DRV8350F: Gate Driver dies quickly (permanent GDUV fault)

Hi Mike, Lukas,

Thanks for reaching out via our e2e forum!

I will look through the schematic and layout files within the next few days to screen for issues and will give feedback on anything that stands out as problematic. 

For the 'broken' boards, the observed voltage differentials being <4V are definitely indicative of the GDUV fault conditions (undervoltage of either VGLS regulator or VCP regulator). The ~10-15V gate-drive voltage differential on VCP-Vdrain and VGLS-SLx in a 'good' board matches our expectation of a working gate driver system.

One thing I am curious about is the aspect of observed damage in the system.

• From the information provided, I am not sure if the DRV device itself is damaged or the external system-level components have been damaged, causing the DRV device to not be able to operate properly. 
• Would it be possible at all to do a sort of A-B-A swap experiment? 
  • swap 'broken' system DRV IC onto a 'good' system PCB
  • swap 'good' system DRV IC onto a 'broken' system PCB
  • and then observe whether the damage follows the DRV IC, or the system PCB, or if both have sustained damage

If thermals are a consideration in the system, that does sort of suggest that maybe layout or operating conditions would be root cause.

Best Regards,
Andrew 

Hi Michael,

Just a quick review of pcb layout.

There are no ground planes except some under MCU, what can result in:

- overheating DRV8350 and half-bridges

- excessive noise transfer between traces

- more difficult power rails decoupling

- excessive voltage drops between different parts of pcb

- increased emi noise

No any decoupling caps near half-bridges gives probably increased switching noise, transients and ringing.

Traces between DRV8350 and half-bridges look quite thin and change layers twice what gives increased inductance and possible

problems with ringing and resonances.

70W is not a lot and I think design with solid (non-splitted) ground should work.
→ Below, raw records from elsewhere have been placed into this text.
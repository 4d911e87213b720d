// query_engine/src/query/resolver.rs
//! Field-reference resolution: dotted references like `drug.name`,
//! `target.node_type` or `treatment.evidence.paper_id` resolved against
//! the bindings of one match. Shared by the interpreter's filters and
//! aggregations and (as the splitting/alias rules) by the SQL compiler,
//! so filter semantics stay identical across backends.

use models::{Entity, Relationship};
use serde_json::{Map, Value};

/// Split a dotted reference into (binding segment, attribute path).
/// `None` for the binding means the reference had no dot.
pub fn split_field(field: &str) -> (Option<&str>, &str) {
    match field.split_once('.') {
        Some((head, rest)) => (Some(head), rest),
        None => (None, field),
    }
}

/// The bindings produced by matching one (source, edge, target) triple.
pub struct Bindings<'a> {
    pub source: &'a Entity,
    pub edge: &'a Relationship,
    pub target: &'a Entity,
    pub source_var: &'a str,
    pub edge_var: &'a str,
}

impl<'a> Bindings<'a> {
    /// Resolve a dotted reference to the scalar at that path, or `None`
    /// if unresolved.
    ///
    /// The first segment selects a binding: the source or edge pattern
    /// variable, or one of the reserved names `source`/`subject`,
    /// `target`/`object`, `edge`. Unknown first segments fall back to
    /// attribute lookup against the source binding (permissive default,
    /// not an error). Bare references consult target, then edge, then
    /// source.
    pub fn resolve(&self, field: &str) -> Option<Value> {
        let (head, path) = split_field(field);
        match head {
            None => self
                .target
                .attribute(path)
                .or_else(|| self.edge.attribute(path))
                .or_else(|| self.source.attribute(path)),
            Some(var) if var == self.edge_var || var == "edge" => {
                resolve_path(|attr| self.edge.attribute(attr), path)
            }
            Some("target") | Some("object") => resolve_path(|attr| self.target.attribute(attr), path),
            Some(var) if var == self.source_var || var == "source" || var == "subject" => {
                resolve_path(|attr| self.source.attribute(attr), path)
            }
            Some(_) => resolve_path(|attr| self.source.attribute(attr), path),
        }
    }
}

/// Resolve the attribute path against a binding: the first segment is an
/// attribute lookup, any further segments descend into JSON objects.
pub(crate) fn resolve_path(
    attribute: impl Fn(&str) -> Option<Value>,
    path: &str,
) -> Option<Value> {
    let (attr, rest) = match path.split_once('.') {
        Some((attr, rest)) => (attr, Some(rest)),
        None => (path, None),
    };
    let mut value = attribute(attr)?;
    if let Some(rest) = rest {
        for segment in rest.split('.') {
            value = value.get(segment)?.clone();
        }
    }
    Some(value)
}

/// Resolve a reference against an already-flattened result row (path
/// queries filter on the flattened representation by exact key).
pub fn resolve_in_row(row: &Map<String, Value>, field: &str) -> Option<Value> {
    row.get(field).cloned()
}
// query_engine/src/dispatcher.rs
//! Request entry point: parse the JSON envelope, execute on the active
//! backend, normalize into the response envelope. Failures never
//! propagate as errors past this layer; they become
//! `{"results": [], "error": "..."}` so callers always get the same
//! shape back.

use std::sync::Arc;

use log::{debug, warn};
use serde_json::{json, Value};

use crate::backend::QueryBackend;
use crate::query::Query;

pub struct Dispatcher {
    backend: Arc<dyn QueryBackend>,
}

impl Dispatcher {
    pub fn new(backend: Arc<dyn QueryBackend>) -> Self {
        Dispatcher { backend }
    }

    /// Execute one raw query envelope and produce the response envelope.
    pub async fn dispatch(&self, envelope: Value) -> Value {
        let query = match Query::from_value(envelope) {
            Ok(query) => query,
            Err(err) => {
                warn!("rejected malformed query: {err}");
                return error_envelope(&err.to_string());
            }
        };
        match self.backend.execute(&query).await {
            Ok(rows) => {
                debug!(
                    "backend {} returned {} rows",
                    self.backend.name(),
                    rows.len()
                );
                json!({ "results": rows })
            }
            Err(err) => {
                warn!("backend {} failed: {err}", self.backend.name());
                error_envelope(&err.to_string())
            }
        }
    }
}

fn error_envelope(message: &str) -> Value {
    json!({ "results": [], "error": message })
}
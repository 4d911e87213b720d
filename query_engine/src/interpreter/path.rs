// query_engine/src/interpreter/path.rs
//! Multi-hop path traversal. Depth-first over the outgoing adjacency
//! index, one hop spec per level; `avoid_cycles` keeps paths simple by
//! pruning any edge that would revisit a node already on the path.

use log::debug;
use models::{Entity, GraphError, GraphResult, KnowledgeGraph, Relationship};
use serde_json::json;

use super::{matches_edge_pattern, matches_node_pattern, pipeline};
use crate::backend::Row;
use crate::interpreter::filters::apply_operator;
use crate::query::resolver::resolve_in_row;
use crate::query::{Hop, PathPattern, Query};

struct PathMatch<'g> {
    nodes: Vec<&'g Entity>,
    edges: Vec<&'g Relationship>,
}

pub(crate) fn path_query(graph: &KnowledgeGraph, query: &Query) -> GraphResult<Vec<Row>> {
    let pattern = match &query.path_pattern {
        Some(pattern) => pattern,
        None => {
            return Err(GraphError::InvalidQuery(
                "path query requires path_pattern".to_string(),
            ))
        }
    };
    // Validation already rejected max_hops above the declared count; a
    // smaller value truncates the hop chain.
    let hops = &pattern.edges[..pattern.effective_max_hops()];

    let mut paths = Vec::new();
    for entity in graph.entities() {
        if !matches_node_pattern(entity, &pattern.start) {
            continue;
        }
        let mut nodes = vec![entity];
        let mut edges = Vec::new();
        traverse(
            graph,
            entity,
            hops,
            0,
            pattern.avoid_cycles,
            &mut nodes,
            &mut edges,
            &mut paths,
        );
    }
    debug!("path query traversed {} complete paths", paths.len());

    let mut rows: Vec<Row> = paths
        .iter()
        .map(|path| flatten(path, pattern, hops))
        .collect();
    if !query.filters.is_empty() {
        rows.retain(|row| {
            query.filters.iter().all(|f| {
                apply_operator(resolve_in_row(row, &f.field).as_ref(), f.operator, &f.value)
            })
        });
    }
    Ok(pipeline::finish(rows, query))
}

#[allow(clippy::too_many_arguments)]
fn traverse<'g>(
    graph: &'g KnowledgeGraph,
    current: &'g Entity,
    hops: &[Hop],
    hop_index: usize,
    avoid_cycles: bool,
    nodes: &mut Vec<&'g Entity>,
    edges: &mut Vec<&'g Relationship>,
    paths: &mut Vec<PathMatch<'g>>,
) {
    if hop_index >= hops.len() {
        paths.push(PathMatch {
            nodes: nodes.clone(),
            edges: edges.clone(),
        });
        return;
    }
    let hop = &hops[hop_index];
    for rel in graph.outgoing(&current.id) {
        if !matches_edge_pattern(rel, &hop.edge) {
            continue;
        }
        let target = match graph.get_entity(&rel.object_id) {
            Some(target) => target,
            None => continue,
        };
        if !matches_node_pattern(target, &hop.node) {
            continue;
        }
        if avoid_cycles && nodes.iter().any(|n| n.id == target.id) {
            continue;
        }
        nodes.push(target);
        edges.push(rel);
        traverse(graph, target, hops, hop_index + 1, avoid_cycles, nodes, edges, paths);
        nodes.pop();
        edges.pop();
    }
}

/// Flatten a path into one row: each bound node contributes
/// `{var}.id`/`{var}.name`, each bound edge `{var}.relation_type`,
/// `{var}.confidence` and its one-level metadata keys. Default
/// variables are `start`, `edge{i}` and `node{i+1}`.
fn flatten(path: &PathMatch<'_>, pattern: &PathPattern, hops: &[Hop]) -> Row {
    let mut row = Row::new();
    emit_node(&mut row, pattern.start.var_or("start"), path.nodes[0]);

    for (i, hop) in hops.iter().enumerate() {
        if let Some(edge) = path.edges.get(i) {
            let default = format!("edge{i}");
            let edge_var = hop.edge.var_or(&default);
            row.insert(format!("{edge_var}.relation_type"), json!(edge.predicate));
            row.insert(format!("{edge_var}.confidence"), json!(edge.confidence));
            for (key, value) in &edge.metadata {
                row.insert(format!("{edge_var}.{key}"), value.clone());
            }
        }
        if let Some(node) = path.nodes.get(i + 1) {
            let default = format!("node{}", i + 1);
            emit_node(&mut row, hop.node.var_or(&default), node);
        }
    }
    row
}

fn emit_node(row: &mut Row, var: &str, entity: &Entity) {
    row.insert(format!("{var}.id"), json!(entity.id));
    row.insert(format!("{var}.name"), json!(entity.name));
}
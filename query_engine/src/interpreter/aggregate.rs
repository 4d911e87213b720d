// query_engine/src/interpreter/aggregate.rs
//! Grouping and aggregate functions over matched triples.
//!
//! Group keys are the canonical JSON encoding of the resolved
//! `group_by` values, but result rows carry the resolved values
//! themselves, so typed values survive into the envelope. `count` has
//! domain-specific cardinality: counting evidence paper references
//! counts supporting papers, not matches.

use std::collections::HashMap;

use serde_json::{json, Value};

use super::pipeline::cmp_values;
use super::TripleMatch;
use crate::backend::Row;
use crate::query::{AggFunc, AggregationSpec};

pub(crate) fn aggregate_matches(
    matches: &[TripleMatch<'_>],
    spec: &AggregationSpec,
    source_var: &str,
    edge_var: &str,
) -> Vec<Row> {
    // Group by canonical key, preserving first-seen group order.
    let mut group_order: Vec<Vec<String>> = Vec::new();
    let mut groups: HashMap<Vec<String>, Vec<usize>> = HashMap::new();
    for (idx, m) in matches.iter().enumerate() {
        let bindings = m.bindings(source_var, edge_var);
        let key: Vec<String> = spec
            .group_by
            .iter()
            .map(|field| canonical_key(bindings.resolve(field)))
            .collect();
        groups
            .entry(key)
            .or_insert_with_key(|key| {
                group_order.push(key.clone());
                Vec::new()
            })
            .push(idx);
    }

    group_order
        .iter()
        .map(|key| {
            let members = &groups[key];
            let mut row = Row::new();

            // Group fields resolve against the group's first member.
            let first = &matches[members[0]];
            let bindings = first.bindings(source_var, edge_var);
            for field in &spec.group_by {
                row.insert(
                    field.clone(),
                    bindings.resolve(field).unwrap_or(Value::Null),
                );
            }

            for (name, agg) in &spec.aggregations {
                let value = match agg.func {
                    AggFunc::Count => compute_count(matches, members, &agg.field),
                    AggFunc::Avg => compute_avg(matches, members, &agg.field, source_var, edge_var),
                    AggFunc::Sum => compute_sum(matches, members, &agg.field, source_var, edge_var),
                    AggFunc::Min => {
                        compute_extreme(matches, members, &agg.field, source_var, edge_var, false)
                    }
                    AggFunc::Max => {
                        compute_extreme(matches, members, &agg.field, source_var, edge_var, true)
                    }
                };
                row.insert(name.clone(), value);
            }
            row
        })
        .collect()
}

fn canonical_key(value: Option<Value>) -> String {
    serde_json::to_string(&value.unwrap_or(Value::Null)).unwrap_or_default()
}

/// `count` cardinality: a field referencing evidence paper ids counts
/// supporting papers across the group; a field ending in `.evidence`
/// counts evidence items; anything else counts matches.
fn compute_count(matches: &[TripleMatch<'_>], members: &[usize], field: &str) -> Value {
    if field.contains("evidence.paper_id")
        || (field.contains("evidence") && field.contains("paper"))
    {
        let papers: usize = members.iter().map(|&i| matches[i].edge.papers.len()).sum();
        return json!(papers);
    }
    if field.ends_with(".evidence") {
        let evidence: u64 = members.iter().map(|&i| matches[i].edge.evidence_count).sum();
        return json!(evidence);
    }
    json!(members.len())
}

fn numeric_values(
    matches: &[TripleMatch<'_>],
    members: &[usize],
    field: &str,
    source_var: &str,
    edge_var: &str,
) -> Vec<f64> {
    members
        .iter()
        .filter_map(|&i| {
            matches[i]
                .bindings(source_var, edge_var)
                .resolve(field)
                .and_then(|v| v.as_f64())
        })
        .collect()
}

fn compute_avg(
    matches: &[TripleMatch<'_>],
    members: &[usize],
    field: &str,
    source_var: &str,
    edge_var: &str,
) -> Value {
    let values = numeric_values(matches, members, field, source_var, edge_var);
    if values.is_empty() {
        return json!(0.0);
    }
    json!(round2(values.iter().sum::<f64>() / values.len() as f64))
}

fn compute_sum(
    matches: &[TripleMatch<'_>],
    members: &[usize],
    field: &str,
    source_var: &str,
    edge_var: &str,
) -> Value {
    let values = numeric_values(matches, members, field, source_var, edge_var);
    json!(round2(values.iter().sum::<f64>()))
}

fn compute_extreme(
    matches: &[TripleMatch<'_>],
    members: &[usize],
    field: &str,
    source_var: &str,
    edge_var: &str,
    want_max: bool,
) -> Value {
    let mut best: Option<Value> = None;
    for &i in members {
        let value = match matches[i].bindings(source_var, edge_var).resolve(field) {
            Some(v) if !v.is_null() => v,
            _ => continue,
        };
        best = Some(match best.take() {
            None => value,
            Some(current) => {
                let keep_new = if want_max {
                    cmp_values(&value, &current).is_gt()
                } else {
                    cmp_values(&value, &current).is_lt()
                };
                if keep_new {
                    value
                } else {
                    current
                }
            }
        });
    }
    best.unwrap_or(Value::Null)
}

fn round2(x: f64) -> f64 {
    (x * 100.0).round() / 100.0
}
I would try to use inner layers as ground planes as much as possible, keep all power and signal traces on top and bottom, keep high power area separated from low signal area, stich with vias any GND traces on bottom and top to inner ground planes, stich also inner ground layers together, keep traces between DRV8350 and half-bridges possibly on one layer,  quite thick and possibly short, use GND vias close to areas where those traces change layers, decouple each half-bridge with MLCC around 100nF.
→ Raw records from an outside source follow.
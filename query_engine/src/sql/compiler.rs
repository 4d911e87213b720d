// query_engine/src/sql/compiler.rs
//! Pure lowering of the query model into one parameterized Postgres
//! statement. No I/O happens here; the backend executes the result.
//!
//! Filter and aggregation semantics mirror the in-memory interpreter:
//! case-insensitive predicate/name matching, evidence-aware `count`
//! cardinality, and constant-false compilation for over-length regex
//! patterns, so the two backends stay interchangeable. Every identifier
//! spliced into the statement text is validated first; values always
//! travel as `$n` parameters.

use std::collections::{HashMap, HashSet};

use models::{GraphError, GraphResult};
use serde_json::Value;

use crate::interpreter::filters::MAX_REGEX_PATTERN_LEN;
use crate::query::resolver::split_field;
use crate::query::{
    AggFunc, Aggregation, Direction, EdgePattern, FindKind, NodePattern, OrderSpec, PropertyFilter,
    Query, SortDirection, VectorSearch,
};

/// A compiled statement: SQL text plus positional parameters.
#[derive(Clone, Debug, PartialEq)]
pub struct SqlStatement {
    pub sql: String,
    pub params: Vec<SqlValue>,
}

/// The parameter kinds the compiler emits.
#[derive(Clone, Debug, PartialEq)]
pub enum SqlValue {
    Text(String),
    Float(f64),
    Int(i64),
    Bool(bool),
    TextArray(Vec<String>),
    FloatArray(Vec<f64>),
}

#[derive(Default)]
struct ParamList {
    values: Vec<SqlValue>,
}

impl ParamList {
    /// Register a parameter and return its `$n` placeholder.
    fn push(&mut self, value: SqlValue) -> String {
        self.values.push(value);
        format!("${}", self.values.len())
    }
}

/// Entity attribute names a bare reference may address.
const ENTITY_COLUMNS: [&str; 9] = [
    "name",
    "id",
    "entity_type",
    "node_type",
    "type",
    "canonical_id",
    "mentions",
    "aliases",
    "description",
];

/// Relationship attribute names a bare reference may address.
const RELATIONSHIP_COLUMNS: [&str; 7] = [
    "predicate",
    "relation_type",
    "confidence",
    "evidence_count",
    "papers",
    "subject_id",
    "object_id",
];

/// Binding-variable to table-alias mapping for one statement, plus the
/// output column names (aggregation aliases, `similarity`) that order
/// clauses may reference bare. Bare attribute names route through the
/// bare-column map when one is registered, mirroring the resolver's
/// target-then-edge-then-source lookup for references without a dot.
struct FieldScope {
    default_var: String,
    aliases: HashMap<String, String>,
    bare: HashMap<String, String>,
    output_columns: HashSet<String>,
}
Below mentioned Application note is a good start point

https://www.ti.com/lit/an/slva959b/slva959b.pdf?ts=1644947491124&ref_url=https%253A%252F%252Fe2e.ti.com%252F

EVM boards could help as well like DRV8306EVM that uses TI half-bridges.

You can try to change IDRIVE to 50mA, dead time to 400ns and check if it extends board live, I would also monitor DRV8350 and half-bridges temperatures.

Regards,

Grzegorz

Hi Grzegorz, Mike and Lukas, 

Agreed with the inputs and resources above from Grzegorz.
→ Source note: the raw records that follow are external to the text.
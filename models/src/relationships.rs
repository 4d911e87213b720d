// models/src/relationships.rs
use serde::{Deserialize, Serialize};
use serde_json::{Map, Value};

/// A typed, confidence-scored, evidence-backed edge between two entities.
///
/// `subject_id`/`object_id` reference entity ids; the referential invariant
/// is enforced by the backing store, not here. `predicate` comparison is
/// case-insensitive throughout the engine.
#[derive(Clone, Debug, PartialEq, Serialize, Deserialize)]
pub struct Relationship {
    pub subject_id: String,
    pub predicate: String,
    pub object_id: String,

    #[serde(default)]
    pub confidence: f64,

    #[serde(default)]
    pub evidence_count: u64,

    /// Ids of the papers supporting this relationship.
    #[serde(default, skip_serializing_if = "Vec::is_empty")]
    pub papers: Vec<String>,

    #[serde(default, skip_serializing_if = "Map::is_empty")]
    pub metadata: Map<String, Value>,
}

impl Relationship {
    pub fn new(
        subject_id: impl Into<String>,
        predicate: impl Into<String>,
        object_id: impl Into<String>,
    ) -> Self {
        Relationship {
            subject_id: subject_id.into(),
            predicate: predicate.into(),
            object_id: object_id.into(),
            confidence: 0.0,
            evidence_count: 0,
            papers: Vec::new(),
            metadata: Map::new(),
        }
    }

    /// Case-insensitive predicate comparison.
    pub fn predicate_matches(&self, other: &str) -> bool {
        self.predicate.eq_ignore_ascii_case(other)
    }

    /// Look up an attribute by name, falling through to one-level
    /// `metadata` keys. `relation_type` aliases `predicate`.
    pub fn attribute(&self, name: &str) -> Option<Value> {
        match name {
            "subject_id" => Some(Value::String(self.subject_id.clone())),
            "predicate" | "relation_type" => Some(Value::String(self.predicate.clone())),
            "object_id" => Some(Value::String(self.object_id.clone())),
            "confidence" => serde_json::Number::from_f64(self.confidence).map(Value::Number),
            "evidence_count" => Some(Value::Number(self.evidence_count.into())),
            "papers" => Some(Value::Array(
                self.papers.iter().cloned().map(Value::String).collect(),
            )),
            other => self.metadata.get(other).cloned(),
        }
    }
}
// models/src/entities.rs
use std::fmt;
use std::str::FromStr;

use serde::de::Deserializer;
use serde::ser::Serializer;
use serde::{Deserialize, Serialize};
use serde_json::Value;

/// Entity categories in the knowledge graph.
///
/// The vocabulary is fixed, but extraction occasionally produces types
/// outside it; those round-trip through `Other` instead of failing
/// deserialization.
#[derive(Clone, Debug, Eq, PartialEq, Hash)]
pub enum EntityType {
    Disease,
    Symptom,
    Drug,
    Gene,
    Mutation,
    Protein,
    Pathway,
    AnatomicalStructure,
    Procedure,
    Test,
    Biomarker,
    Hypothesis,
    StudyDesign,
    StatisticalMethod,
    EvidenceLine,
    Paper,
    Author,
    Institution,
    ClinicalTrial,
    Other(String),
}

impl EntityType {
    pub fn as_str(&self) -> &str {
        match self {
            EntityType::Disease => "disease",
            EntityType::Symptom => "symptom",
            EntityType::Drug => "drug",
            EntityType::Gene => "gene",
            EntityType::Mutation => "mutation",
            EntityType::Protein => "protein",
            EntityType::Pathway => "pathway",
            EntityType::AnatomicalStructure => "anatomical_structure",
            EntityType::Procedure => "procedure",
            EntityType::Test => "test",
            EntityType::Biomarker => "biomarker",
            EntityType::Hypothesis => "hypothesis",
            EntityType::StudyDesign => "study_design",
            EntityType::StatisticalMethod => "statistical_method",
            EntityType::EvidenceLine => "evidence_line",
            EntityType::Paper => "paper",
            EntityType::Author => "author",
            EntityType::Institution => "institution",
            EntityType::ClinicalTrial => "clinical_trial",
            EntityType::Other(s) => s.as_str(),
        }
    }
}

impl fmt::Display for EntityType {
    fn fmt(&self, f: &mut fmt::Formatter<'_>) -> fmt::Result {
        f.write_str(self.as_str())
    }
}

impl FromStr for EntityType {
    type Err = std::convert::Infallible;

    fn from_str(s: &str) -> Result<Self, Self::Err> {
        Ok(match s {
            "disease" => EntityType::Disease,
            "symptom" => EntityType::Symptom,
            "drug" => EntityType::Drug,
            "gene" => EntityType::Gene,
            "mutation" => EntityType::Mutation,
            "protein" => EntityType::Protein,
            "pathway" => EntityType::Pathway,
            "anatomical_structure" => EntityType::AnatomicalStructure,
            "procedure" => EntityType::Procedure,
            "test" => EntityType::Test,
            "biomarker" => EntityType::Biomarker,
            "hypothesis" => EntityType::Hypothesis,
            "study_design" => EntityType::StudyDesign,
            "statistical_method" => EntityType::StatisticalMethod,
            "evidence_line" => EntityType::EvidenceLine,
            "paper" => EntityType::Paper,
            "author" => EntityType::Author,
            "institution" => EntityType::Institution,
            "clinical_trial" => EntityType::ClinicalTrial,
            other => EntityType::Other(other.to_string()),
        })
    }
}

impl Serialize for EntityType {
    fn serialize<S: Serializer>(&self, serializer: S) -> Result<S::Ok, S::Error> {
        serializer.serialize_str(self.as_str())
    }
}

impl<'de> Deserialize<'de> for EntityType {
    fn deserialize<D: Deserializer<'de>>(deserializer: D) -> Result<Self, D::Error> {
        let s = String::deserialize(deserializer)?;
        Ok(match s.parse() {
            Ok(entity_type) => entity_type,
            Err(infallible) => match infallible {},
        })
    }
}

/// An immutable node in the knowledge graph, keyed by unique `id`
/// (an ontology identifier such as `UMLS:C0006142` or `RxNorm:1187832`).
#[derive(Clone, Debug, PartialEq, Serialize, Deserialize)]
pub struct Entity {
    pub id: String,

    #[serde(rename = "type")]
    pub entity_type: EntityType,

    pub name: String,

    /// Canonical ontology identifier, when normalized.
    #[serde(default, skip_serializing_if = "Option::is_none")]
    pub canonical_id: Option<String>,

    /// Mention count across the ingested corpus.
    #[serde(default, skip_serializing_if = "Option::is_none")]
    pub mentions: Option<u64>,

    #[serde(default, skip_serializing_if = "Vec::is_empty")]
    pub aliases: Vec<String>,

    #[serde(default, skip_serializing_if = "Option::is_none")]
    pub description: Option<String>,
}

impl Entity {
    pub fn new(id: impl Into<String>, entity_type: EntityType, name: impl Into<String>) -> Self {
        Entity {
            id: id.into(),
            entity_type,
            name: name.into(),
            canonical_id: None,
            mentions: None,
            aliases: Vec::new(),
            description: None,
        }
    }

    /// Look up an attribute by name. `node_type` aliases `type`.
    pub fn attribute(&self, name: &str) -> Option<Value> {
        match name {
            "id" => Some(Value::String(self.id.clone())),
            "type" | "node_type" => Some(Value::String(self.entity_type.to_string())),
            "name" => Some(Value::String(self.name.clone())),
            "canonical_id" => self.canonical_id.clone().map(Value::String),
            "mentions" => self.mentions.map(|m| Value::Number(m.into())),
            "aliases" => Some(Value::Array(
                self.aliases.iter().cloned().map(Value::String).collect(),
            )),
            "description" => self.description.clone().map(Value::String),
            _ => None,
        }
    }
}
The layout does seem like the source of the problem here, especially if you are seeing problems with excessive temperature. 

Similar to the above comments, our layout guidelines typically suggest: 

• keeping DRV IC caps (VCP, CPH/L, VGLS, DVDD, VM, etc..) and gate-drive signals (between DRV IC and MOSFETs) on same layer without any vias in the signal path. 
• placing these caps very close to their intended signal network (e.g. VCP cap very close to VCP pin) 
• having thick gate-drive signal traces (15-20 mils) 
• wide copper pours for any signal paths involving high power/current, such as MOSFET VDRAIN and system GND 

Best Regards, 
Andrew 

Hi Andrew and Grzegorz,

thank you very much for your feedback so far, we will incorporate your suggestions into the next revision.
However, to clarify, only the broken boards get excessively hot, and the half-bridges stay at a low temperature.
Furthermore, we tried testing only enabling the DRV8350 without configuration and without PWM, and it still got hot even when the half-bridges were not soldered on.
So we do think that it is indeed the chip that is broken.
Sadly, we can’t easily swap the chips as we only have two remaining (more are on the way, but the chip shortage poses some problems).

We will definitely use your advice, but we are worried if that alone does not resolve the issue we will have hardly any time for a second revision.
So if you have any additional suggestions that we could try in parallel, we would like to do those too.

Thanks and best regards
Mike & Lukas

Hi Mike and Lukas,

Unfortunately there is no guarantee that next pcb design will work even after someone else reviews it. Something that has worked for someone does not have to work for you, some issues can be missed etc.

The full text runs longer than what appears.